Another UNHCR spokesman said that the people on the move had been telling the agency's staff they feared Germany's immigration policies might soon become more restrictive and that's why they were rushing to Europe.
"The fact that Germany has had a very generous asylum policy has been part of the factors," UNHCR spokesman William Spindler told German news agency dpa.
Spindler added that many were also undertaking the increasingly dangerous sea journey before the weather conditions worsened even more in the winter months.
The October record trumps the previous record set in September, when 172,800 sea journeys were made from northern Africa and Turkey to Europe's southern border nations, namely Italy and Greece.
The soaring numbers of new arrivals brought the total so far this year to more than 744,000.
More than half of them came from Syria, which since 2011 has been in an increasingly complex war. About four million Syrians have fled abroad, mostly to neighboring countries like Turkey, Lebanon and Jordan, where they face increasing despair amid rising living costs, food insecurity, unemployment and a lack of educational opportunities. People from Afghanistan and Eritrea make up the second- and third-largest groups by nationality.
Rescues, deaths at sea
With more people attempting the journey on flimsy, overcrowded smugglers' boats, drownings have become a near-daily occurrence. The Greek coast guard on Monday reported that more than 1,400 refugees and migrants had been picked up in the Aegean Sea in 39 separate search and rescue operations between Friday morning and Monday morning.

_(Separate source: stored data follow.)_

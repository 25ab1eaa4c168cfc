use std::sync::Arc;
use std::sync::atomic::AtomicBool;

use camino::Utf8PathBuf;
use dcmrelay_config::Config;
use dcmrelay_types::ReconciliationStatus;
use dcmrelay_util::ExitCode;
use dcmrelay_validate::{ValidateError, ValidateOptions, run_validation};

use super::common::{acquire_lock, build_driver, print_progress, run_cancellable, set_runs_base_env};
use crate::cli::args::Cli;

pub async fn execute(cli: &Cli, cfg: &Config, run_id: String) -> Result<(), ExitCode> {
    set_runs_base_env(&cfg.runs_base_dir);

    let toolkits_dir = Utf8PathBuf::from_path_buf(cli.toolkits_dir.clone()).map_err(|_| {
        eprintln!("✗ --toolkits-dir path is not valid UTF-8");
        ExitCode::CLI_ARGS
    })?;

    let _lock = acquire_lock(&run_id, cli.force, cli.lock_ttl_seconds)?;
    let driver = build_driver(cfg, &toolkits_dir);
    let runs_base = Utf8PathBuf::from(&cfg.runs_base_dir);

    let opts = ValidateOptions {
        cfg,
        driver: driver.as_ref(),
        run_id: &run_id,
    };

    let cancelled = Arc::new(AtomicBool::new(false));
    let result = run_cancellable(&cancelled, run_validation(&opts, &runs_base, &cancelled, print_progress)).await;

    match result {
        Ok(outcome) => {
            println!(
                "run_id={} final_status={} total_iuid_unique={} ok={} not_found={} api_error={} duration={:.1}s",
                outcome.run_id,
                outcome.final_status,
                outcome.total_iuid_unique,
                outcome.iuid_ok,
                outcome.iuid_not_found,
                outcome.iuid_api_error,
                outcome.validation_duration_sec
            );
            match outcome.final_status {
                ReconciliationStatus::Pass | ReconciliationStatus::PassWithWarnings => Ok(()),
                ReconciliationStatus::Fail => Err(ExitCode::WORKFLOW_FAILED),
            }
        }
        Err(ValidateError::Cancelled) => {
            eprintln!("✗ validation cancelled");
            Err(ExitCode::INTERRUPTED)
        }
        Err(err @ (ValidateError::RunNotFound(_) | ValidateError::SendResultsMissing(_))) => {
            eprintln!("✗ {err}");
            Err(ExitCode::CLI_ARGS)
        }
        Err(err) => {
            eprintln!("✗ validation failed: {err}");
            Err(ExitCode::INTERNAL)
        }
    }
}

At least 19 people died in that timeframe during the short but dangerous crossing from Turkey.
The Associated Press news agency reports the Greek island of Lesbos, one of the main arrival points for refugees, was running out of space to bury the bodies of those who died on the journey. The island's mayor Spyros Galinos told radio station Vima FM on Monday that there were more than 50 bodies in the morgue waiting to be assigned a burial location.